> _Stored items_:
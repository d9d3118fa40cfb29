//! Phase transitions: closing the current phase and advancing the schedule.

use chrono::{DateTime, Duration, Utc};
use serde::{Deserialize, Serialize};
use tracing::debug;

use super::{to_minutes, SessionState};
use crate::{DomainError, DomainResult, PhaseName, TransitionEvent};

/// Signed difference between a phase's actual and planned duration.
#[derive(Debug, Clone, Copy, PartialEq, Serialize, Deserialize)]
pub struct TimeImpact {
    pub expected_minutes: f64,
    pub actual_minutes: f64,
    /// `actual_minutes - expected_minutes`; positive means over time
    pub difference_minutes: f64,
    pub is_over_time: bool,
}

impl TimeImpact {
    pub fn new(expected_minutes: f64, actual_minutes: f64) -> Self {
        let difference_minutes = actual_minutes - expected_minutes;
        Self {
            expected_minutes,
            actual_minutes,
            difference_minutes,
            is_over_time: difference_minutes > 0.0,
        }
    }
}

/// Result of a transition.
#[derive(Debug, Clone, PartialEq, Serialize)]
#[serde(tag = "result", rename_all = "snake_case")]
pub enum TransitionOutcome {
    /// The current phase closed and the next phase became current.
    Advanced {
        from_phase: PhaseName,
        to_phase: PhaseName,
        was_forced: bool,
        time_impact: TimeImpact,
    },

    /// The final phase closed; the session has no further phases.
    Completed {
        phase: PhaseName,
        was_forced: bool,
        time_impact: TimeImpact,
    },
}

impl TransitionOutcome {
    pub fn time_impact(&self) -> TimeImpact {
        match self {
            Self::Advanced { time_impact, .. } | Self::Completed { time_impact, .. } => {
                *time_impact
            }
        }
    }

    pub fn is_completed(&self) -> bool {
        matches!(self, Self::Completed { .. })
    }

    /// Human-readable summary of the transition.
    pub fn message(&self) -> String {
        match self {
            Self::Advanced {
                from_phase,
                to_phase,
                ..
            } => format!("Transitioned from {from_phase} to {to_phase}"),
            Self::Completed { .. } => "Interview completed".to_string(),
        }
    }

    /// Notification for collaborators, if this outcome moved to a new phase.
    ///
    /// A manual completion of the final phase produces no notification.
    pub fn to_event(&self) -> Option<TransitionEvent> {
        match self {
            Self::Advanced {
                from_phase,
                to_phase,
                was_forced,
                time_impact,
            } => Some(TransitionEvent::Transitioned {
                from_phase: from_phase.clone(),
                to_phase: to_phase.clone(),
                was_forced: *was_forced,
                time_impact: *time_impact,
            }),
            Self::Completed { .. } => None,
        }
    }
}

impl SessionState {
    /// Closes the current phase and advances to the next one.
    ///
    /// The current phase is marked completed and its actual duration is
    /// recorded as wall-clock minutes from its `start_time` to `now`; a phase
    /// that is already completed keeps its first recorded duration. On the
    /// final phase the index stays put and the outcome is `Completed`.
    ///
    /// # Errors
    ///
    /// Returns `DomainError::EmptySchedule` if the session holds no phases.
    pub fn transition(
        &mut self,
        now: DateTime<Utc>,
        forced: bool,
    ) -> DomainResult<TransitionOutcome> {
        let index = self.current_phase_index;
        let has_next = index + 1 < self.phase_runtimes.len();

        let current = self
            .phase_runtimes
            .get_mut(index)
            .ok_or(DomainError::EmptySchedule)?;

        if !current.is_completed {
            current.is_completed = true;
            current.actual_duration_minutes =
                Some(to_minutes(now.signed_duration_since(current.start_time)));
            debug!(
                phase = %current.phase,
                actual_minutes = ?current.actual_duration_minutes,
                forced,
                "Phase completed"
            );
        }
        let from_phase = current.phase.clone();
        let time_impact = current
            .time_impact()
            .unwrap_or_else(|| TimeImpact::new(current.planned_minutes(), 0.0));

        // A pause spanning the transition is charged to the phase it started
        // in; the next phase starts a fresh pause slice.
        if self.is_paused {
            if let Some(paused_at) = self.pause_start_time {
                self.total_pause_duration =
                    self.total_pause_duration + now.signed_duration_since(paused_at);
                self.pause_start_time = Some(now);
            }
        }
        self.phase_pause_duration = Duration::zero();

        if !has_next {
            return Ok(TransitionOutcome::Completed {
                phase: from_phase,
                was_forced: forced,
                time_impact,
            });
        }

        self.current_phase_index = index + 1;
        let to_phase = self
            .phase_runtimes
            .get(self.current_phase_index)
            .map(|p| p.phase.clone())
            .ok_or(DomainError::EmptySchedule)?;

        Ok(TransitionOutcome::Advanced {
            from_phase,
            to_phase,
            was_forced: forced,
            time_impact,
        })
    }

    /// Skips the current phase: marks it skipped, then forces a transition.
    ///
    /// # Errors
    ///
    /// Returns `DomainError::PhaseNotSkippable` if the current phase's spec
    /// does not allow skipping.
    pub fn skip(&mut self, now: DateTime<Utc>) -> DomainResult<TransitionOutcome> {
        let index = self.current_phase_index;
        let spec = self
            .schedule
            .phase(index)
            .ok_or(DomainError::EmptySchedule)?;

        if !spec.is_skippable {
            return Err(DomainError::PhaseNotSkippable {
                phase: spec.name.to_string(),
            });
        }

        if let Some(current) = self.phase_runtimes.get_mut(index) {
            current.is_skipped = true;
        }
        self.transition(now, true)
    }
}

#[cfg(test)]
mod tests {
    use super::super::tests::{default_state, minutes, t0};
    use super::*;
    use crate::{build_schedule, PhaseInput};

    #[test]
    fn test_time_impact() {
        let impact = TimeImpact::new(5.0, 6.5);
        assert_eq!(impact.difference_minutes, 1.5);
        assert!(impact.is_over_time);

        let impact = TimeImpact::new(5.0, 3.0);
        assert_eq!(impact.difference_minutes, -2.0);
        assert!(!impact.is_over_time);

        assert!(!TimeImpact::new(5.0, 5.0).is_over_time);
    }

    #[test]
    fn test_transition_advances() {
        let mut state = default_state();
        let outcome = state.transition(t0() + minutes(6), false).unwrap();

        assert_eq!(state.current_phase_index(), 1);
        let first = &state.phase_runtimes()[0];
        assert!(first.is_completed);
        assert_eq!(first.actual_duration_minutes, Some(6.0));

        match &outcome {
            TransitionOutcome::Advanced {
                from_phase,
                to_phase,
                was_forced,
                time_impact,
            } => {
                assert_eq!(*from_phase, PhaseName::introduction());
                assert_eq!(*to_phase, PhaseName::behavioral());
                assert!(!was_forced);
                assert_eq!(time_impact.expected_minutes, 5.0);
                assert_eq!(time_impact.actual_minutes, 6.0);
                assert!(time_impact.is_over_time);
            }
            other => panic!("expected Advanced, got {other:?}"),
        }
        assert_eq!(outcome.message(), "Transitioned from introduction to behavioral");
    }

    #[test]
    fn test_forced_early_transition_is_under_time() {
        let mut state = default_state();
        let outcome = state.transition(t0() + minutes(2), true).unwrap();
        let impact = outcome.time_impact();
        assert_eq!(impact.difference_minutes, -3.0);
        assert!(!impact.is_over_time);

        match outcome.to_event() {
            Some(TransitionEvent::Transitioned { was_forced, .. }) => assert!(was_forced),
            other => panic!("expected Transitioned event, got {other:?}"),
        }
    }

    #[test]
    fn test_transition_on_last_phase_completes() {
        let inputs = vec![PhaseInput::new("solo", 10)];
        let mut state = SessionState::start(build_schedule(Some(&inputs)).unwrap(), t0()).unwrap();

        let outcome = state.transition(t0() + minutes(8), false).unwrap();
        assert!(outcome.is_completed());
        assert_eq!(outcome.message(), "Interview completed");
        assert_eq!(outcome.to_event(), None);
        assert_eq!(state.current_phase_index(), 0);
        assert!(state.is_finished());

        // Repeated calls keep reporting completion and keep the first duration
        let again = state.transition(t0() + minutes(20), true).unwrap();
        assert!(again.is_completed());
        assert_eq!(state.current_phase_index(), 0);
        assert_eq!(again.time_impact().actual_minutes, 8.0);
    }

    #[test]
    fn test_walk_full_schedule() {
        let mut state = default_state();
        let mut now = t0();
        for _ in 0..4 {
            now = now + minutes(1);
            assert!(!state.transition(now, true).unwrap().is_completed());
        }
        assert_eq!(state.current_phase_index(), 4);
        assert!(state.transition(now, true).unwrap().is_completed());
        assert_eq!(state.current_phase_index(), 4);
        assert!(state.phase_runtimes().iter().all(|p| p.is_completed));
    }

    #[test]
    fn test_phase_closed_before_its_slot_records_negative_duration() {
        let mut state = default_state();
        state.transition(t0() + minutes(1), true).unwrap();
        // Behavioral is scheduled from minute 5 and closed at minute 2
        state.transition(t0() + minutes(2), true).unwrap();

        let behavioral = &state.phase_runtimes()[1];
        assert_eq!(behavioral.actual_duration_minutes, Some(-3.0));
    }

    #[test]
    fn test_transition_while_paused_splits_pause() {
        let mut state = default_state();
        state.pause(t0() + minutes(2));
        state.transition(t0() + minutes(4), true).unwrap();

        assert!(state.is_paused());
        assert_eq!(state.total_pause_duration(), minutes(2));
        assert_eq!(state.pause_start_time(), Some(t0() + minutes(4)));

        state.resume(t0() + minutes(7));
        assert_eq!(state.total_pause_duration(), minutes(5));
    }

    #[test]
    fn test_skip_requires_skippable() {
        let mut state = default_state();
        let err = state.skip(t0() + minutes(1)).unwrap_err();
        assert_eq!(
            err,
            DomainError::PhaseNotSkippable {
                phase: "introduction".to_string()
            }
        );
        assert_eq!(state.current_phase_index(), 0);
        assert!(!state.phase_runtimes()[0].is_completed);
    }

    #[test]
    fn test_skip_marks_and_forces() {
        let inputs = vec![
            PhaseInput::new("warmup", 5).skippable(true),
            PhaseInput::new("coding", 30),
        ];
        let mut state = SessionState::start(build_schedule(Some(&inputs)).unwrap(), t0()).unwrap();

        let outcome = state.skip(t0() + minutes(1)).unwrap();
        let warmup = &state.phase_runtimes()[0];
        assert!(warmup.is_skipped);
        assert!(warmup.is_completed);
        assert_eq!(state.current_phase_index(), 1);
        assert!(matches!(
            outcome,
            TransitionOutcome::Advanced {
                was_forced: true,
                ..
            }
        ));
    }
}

---

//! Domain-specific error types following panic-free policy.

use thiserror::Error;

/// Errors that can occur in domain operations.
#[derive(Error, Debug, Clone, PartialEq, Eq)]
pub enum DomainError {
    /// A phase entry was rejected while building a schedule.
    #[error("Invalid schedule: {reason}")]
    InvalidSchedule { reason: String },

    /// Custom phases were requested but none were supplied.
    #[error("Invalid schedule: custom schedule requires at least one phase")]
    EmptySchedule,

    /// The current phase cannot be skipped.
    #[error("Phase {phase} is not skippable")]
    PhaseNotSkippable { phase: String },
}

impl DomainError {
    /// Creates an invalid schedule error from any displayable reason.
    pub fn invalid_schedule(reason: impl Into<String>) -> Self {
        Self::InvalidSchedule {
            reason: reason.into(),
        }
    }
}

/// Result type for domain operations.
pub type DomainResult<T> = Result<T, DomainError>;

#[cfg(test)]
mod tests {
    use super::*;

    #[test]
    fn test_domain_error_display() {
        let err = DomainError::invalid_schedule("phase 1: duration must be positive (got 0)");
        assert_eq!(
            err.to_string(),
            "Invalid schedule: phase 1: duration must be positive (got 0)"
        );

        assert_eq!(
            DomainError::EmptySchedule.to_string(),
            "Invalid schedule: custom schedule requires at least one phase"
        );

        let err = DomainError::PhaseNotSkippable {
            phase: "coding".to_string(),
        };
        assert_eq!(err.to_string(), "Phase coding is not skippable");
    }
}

--

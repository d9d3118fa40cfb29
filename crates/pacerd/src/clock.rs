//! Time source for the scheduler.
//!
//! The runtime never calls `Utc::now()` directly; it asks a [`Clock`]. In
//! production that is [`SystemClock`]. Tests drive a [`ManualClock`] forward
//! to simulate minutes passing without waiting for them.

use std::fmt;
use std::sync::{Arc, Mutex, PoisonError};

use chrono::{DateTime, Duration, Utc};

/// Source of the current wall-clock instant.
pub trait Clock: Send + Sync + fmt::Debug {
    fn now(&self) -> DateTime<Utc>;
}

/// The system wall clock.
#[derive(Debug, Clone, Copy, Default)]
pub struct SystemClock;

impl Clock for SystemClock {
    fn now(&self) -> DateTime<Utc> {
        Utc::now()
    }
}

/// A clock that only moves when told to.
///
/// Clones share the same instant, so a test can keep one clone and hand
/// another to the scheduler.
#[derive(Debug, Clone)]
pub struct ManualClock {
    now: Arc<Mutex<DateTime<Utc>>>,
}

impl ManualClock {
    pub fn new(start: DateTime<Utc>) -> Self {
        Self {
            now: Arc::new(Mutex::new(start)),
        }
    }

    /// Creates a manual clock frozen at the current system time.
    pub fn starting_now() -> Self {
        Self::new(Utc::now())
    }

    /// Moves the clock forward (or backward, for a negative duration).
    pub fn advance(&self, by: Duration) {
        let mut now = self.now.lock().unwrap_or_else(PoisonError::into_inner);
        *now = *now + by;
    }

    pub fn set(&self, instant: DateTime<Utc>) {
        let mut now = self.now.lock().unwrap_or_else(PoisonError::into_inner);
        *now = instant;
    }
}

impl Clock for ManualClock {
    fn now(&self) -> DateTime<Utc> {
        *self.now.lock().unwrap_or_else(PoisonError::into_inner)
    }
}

> _What to produce_:
Tally every line of the data that includes "introduction". Report the number and nothing more.

> _Worked solution_:
3